Don’t Let Misleading Arguments Influence Bail Reform
By Eric Siddall
On Feb. 5, San Francisco’s public defender, Jeffrey Adachi, wrote an op-ed for the L.A. Times criticizing judges’ and prosecutors’ bail use in California. His main piece of evidence was the case of People v. Humphrey. Mr. Adachi summarized the Humphrey case facts as follows: Humphrey, a senior citizen, stole $5 and a bottle of cologne from his neighbor. As a result of this crime, Humphrey’s bail was set at $350,000 and he languished in jail for 250 days.
If these were truly the facts then Mr. Adachi would have a very persuasive argument about the injustices of the current bail system. Here is the reality of the case: In the criminal complaint, Humphrey was charged with four counts, including robbery and residential burglary. All of the counts were held to answer after the judge heard the evidence. Humphrey had four prior strike offenses: one for a robbery committed on Oct. 3, 1980, a second and third strike for a robbery and an attempted robbery committed on Jan. 21, 1986, and a fourth strike for a robbery committed on July 31, 1992. Due to California’s three strikes law, Humphrey was facing about 40 years to life – a pretty strong incentive to flee the state.
In the case in question, the victim was particularly vulnerable – a 79-year-old, frail, elderly man required to use a walker. En route to his apartment, the victim was pursued by the defendant who demanded money. The defendant followed the victim into the victim’s apartment and entered his bedroom. There he ordered the victim onto the bed and threatened to put a pillowcase over the victim’s head. The threat prompted the victim to open his wallet and show Humphrey that he only had two dollars. The victim told Humphrey that he had some additional money on the dresser that he saved for his grandchildren’s Christmas presents, which amounted to about five dollars. Humphrey proceeded to demand the victim’s cellphone, but when the victim told him it was password protected, he threw it on the floor. The defendant took the money from both the wallet and dresser and the victim’s cologne. As he was leaving the apartment, the defendant kicked the victim’s walker to another room, leaving the victim disabled.
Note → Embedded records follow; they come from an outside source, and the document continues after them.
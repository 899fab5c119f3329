use std::path::PathBuf;

use anyhow::Result;
use collection::{idle::IdleGate, watcher::FocusWatcher};
use processing::{session::SessionTracker, ProcessingModule};
use storage::stats_storage::JsonStatsStorage;
use tokio::sync::mpsc;
use tokio_util::sync::CancellationToken;
use tracing::error;

use crate::{
    browser::{socket::SocketTabHost, TabHost},
    daemon::event::FocusEvent,
    utils::clock::{Clock, SystemClock},
};

pub mod args;
pub mod collection;
pub mod event;
pub mod processing;
pub mod shutdown;
pub mod storage;

pub const STATS_FILE_NAME: &str = "stats.json";

#[derive(Debug, Clone, Copy)]
pub struct DaemonOptions {
    pub port: u16,
    pub idle_pause: bool,
}

/// Represents the starting point for the daemon
pub async fn start_daemon(dir: PathBuf, options: DaemonOptions) -> Result<()> {
    std::env::set_current_dir("/")?;

    let (sender, receiver) = mpsc::channel::<FocusEvent>(10);
    let host = SocketTabHost::bind(options.port).await?;

    let shutdown_token = CancellationToken::new();

    let watcher = create_watcher(
        sender,
        host,
        &shutdown_token,
        options.idle_pause,
        SystemClock,
    );

    let tracker = create_tracker(dir.join(STATS_FILE_NAME), receiver, SystemClock)?;

    let (_, watch_result, processing_result) = tokio::join!(
        shutdown::detect_shutdown(shutdown_token),
        watcher.run(),
        tracker.run(),
    );

    if let Err(watch_result) = watch_result {
        error!("Watcher module got an error {:?}", watch_result);
    }

    if let Err(processing_result) = processing_result {
        error!("Processing module got an error {:?}", processing_result);
    }

    Ok(())
}

fn create_watcher(
    sender: mpsc::Sender<FocusEvent>,
    host: impl TabHost + 'static,
    shutdown_token: &CancellationToken,
    idle_pause: bool,
    clock: impl Clock,
) -> FocusWatcher {
    FocusWatcher::new(
        sender,
        Box::new(host),
        shutdown_token.clone(),
        IdleGate::new(idle_pause),
        Box::new(clock),
    )
}

fn create_tracker(
    stats_path: PathBuf,
    receiver: mpsc::Receiver<FocusEvent>,
    clock: impl Clock,
) -> Result<ProcessingModule<SessionTracker<JsonStatsStorage>>, anyhow::Error> {
    let storage = JsonStatsStorage::new(stats_path)?;
    let tracker = SessionTracker::new(storage, Box::new(clock));
    Ok(ProcessingModule::new(receiver, tracker))
}

#[cfg(test)]
mod daemon_tests {
    use anyhow::Result;
    use chrono::{Duration, NaiveDate, NaiveDateTime, NaiveTime, TimeZone, Utc};
    use mockall::Sequence;
    use tempfile::tempdir;
    use tokio::sync::mpsc;
    use tokio_util::sync::CancellationToken;

    use crate::{
        browser::{FocusSignal, MockTabHost, TabInfo},
        classify::CategoryKind,
        daemon::{
            create_tracker, create_watcher,
            event::FocusEvent,
            storage::stats_storage::{JsonStatsStorage, StatsStorage},
            STATS_FILE_NAME,
        },
        utils::{clock::testing::ManualClock, logging::TEST_LOGGING},
    };

    const TEST_START_DATE: NaiveDateTime =
        NaiveDateTime::new(NaiveDate::from_ymd_opt(2018, 7, 4).unwrap(), NaiveTime::MIN);

    fn tab(url: &str, title: Option<&str>) -> TabInfo {
        TabInfo {
            url: url.into(),
            title: title.map(Into::into),
        }
    }

    /// Scripts a browser run: connect, sit on github for 90 seconds, switch
    /// to facebook for 40 seconds, then leave the browser entirely. The
    /// clock advances as a side effect of handing out signals, the way wall
    /// time advances between real events.
    fn scripted_host(clock: ManualClock) -> MockTabHost {
        let mut host = MockTabHost::new();
        let mut seq = Sequence::new();

        host.expect_next_signal()
            .times(1)
            .in_sequence(&mut seq)
            .returning(|| Ok(Some(FocusSignal::BrowserConnected)));
        {
            let clock = clock.clone();
            host.expect_next_signal()
                .times(1)
                .in_sequence(&mut seq)
                .returning(move || {
                    clock.advance(Duration::seconds(90));
                    Ok(Some(FocusSignal::TabActivated { tab: 2 }))
                });
        }
        {
            let clock = clock.clone();
            host.expect_next_signal()
                .times(1)
                .in_sequence(&mut seq)
                .returning(move || {
                    clock.advance(Duration::seconds(40));
                    Ok(Some(FocusSignal::WindowFocus { window: None }))
                });
        }
        host.expect_next_signal()
            .times(1)
            .in_sequence(&mut seq)
            .returning(|| Ok(None));

        host.expect_active_tab()
            .returning(|_| Ok(Some(tab("https://www.github.com/rust-lang", Some("GitHub")))));
        host.expect_tab_info()
            .withf(|tab| *tab == 2)
            .returning(|_| Ok(Some(tab("https://facebook.com/feed", Some("Facebook")))));

        host
    }

    /// Smoke test running the whole pipeline against real storage in a temp
    /// directory.
    #[tokio::test]
    async fn smoke_test_daemon() -> Result<()> {
        *TEST_LOGGING;
        let clock = ManualClock::starting_at(Utc.from_utc_datetime(&TEST_START_DATE));
        let host = scripted_host(clock.clone());

        let shutdown_token = CancellationToken::new();
        let (sender, receiver) = mpsc::channel::<FocusEvent>(10);

        let watcher = create_watcher(sender, host, &shutdown_token, false, clock.clone());

        let dir = tempdir()?;
        let stats_path = dir.path().join(STATS_FILE_NAME);
        let tracker = create_tracker(stats_path.clone(), receiver, clock.clone())?;

        let (watch_result, processing_result) = tokio::join!(watcher.run(), tracker.run());
        watch_result?;
        processing_result?;

        let document = JsonStatsStorage::new(stats_path)?.load().await?;

        let github = &document.time_data["github.com"];
        assert_eq!(github.total_time, 90_000);
        assert_eq!(github.visits, 1);
        assert_eq!(github.category.kind, CategoryKind::Productive);
        assert_eq!(github.title.as_deref(), Some("GitHub"));

        let facebook = &document.time_data["facebook.com"];
        assert_eq!(facebook.total_time, 40_000);
        assert_eq!(facebook.visits, 1);
        assert_eq!(facebook.category.kind, CategoryKind::Unproductive);

        let bucket = &document.daily_data[&TEST_START_DATE.date()];
        assert_eq!(bucket["github.com"], 90_000);
        assert_eq!(bucket["facebook.com"], 40_000);

        Ok(())
    }
}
Were Humphrey’s actions the crime of the century? Of course not. But these facts are a far cry from the narrative that a “senior citizen” spent 250 days for merely stealing $5 and a bottle of cologne.
We need a robust non-ideological public debate on the future of bail. Yet Adachi’s revisionist history of his client’s conduct and his disregard of salient facts – like Humphrey’s conduct and extensive criminal record – undermines the integrity of this discourse.
When setting bail, our judges are supposed to consider various constitutionally mandated factors, including “protection of the public, the safety of the victim, the seriousness of the offense charged, the previous criminal record of the defendant, and the probability of his or her appearing at the trial or hearing in the case.” (Article I, Section 29(f)(3)). This is, of course, why Mr. Adachi conveniently neglected to provide the facts he should have known, since his office represented Humphrey. Failing to mention that his client threatened the 79 year-old victim with violence or that these threats were made while the victim was isolated and vulnerable or that the defendant was facing a life sentence constitute critical omissions.
Mr. Adachi went so far as to write, “even the district attorney concedes he poses no threat to society.” This was a puzzling statement since the appellate opinion in this case, which I am certain Adachi has read, stated that “the prosecutor added that [Humphrey] should be considered a ‘great public safety risk.'”
Mr. Adachi’s attack on public safety is brazen not for the position he takes, but for its glaring lack of candor. The fictitious persona he crafts of Mr. Humphrey, the person caught merely stealing some cologne and some cash, is clearly not the person that we want in custody pending trial. The real Mr. Humphrey, the defendant with the extensive criminal record, the criminal who targets and exploits vulnerable victims – that is the defendant who should be in custody.
Eric Siddall is Vice President of the Association of Deputy District Attorneys, the collective bargaining agent representing nearly 1,000 Deputy District Attorneys who work for the County of Los Angeles.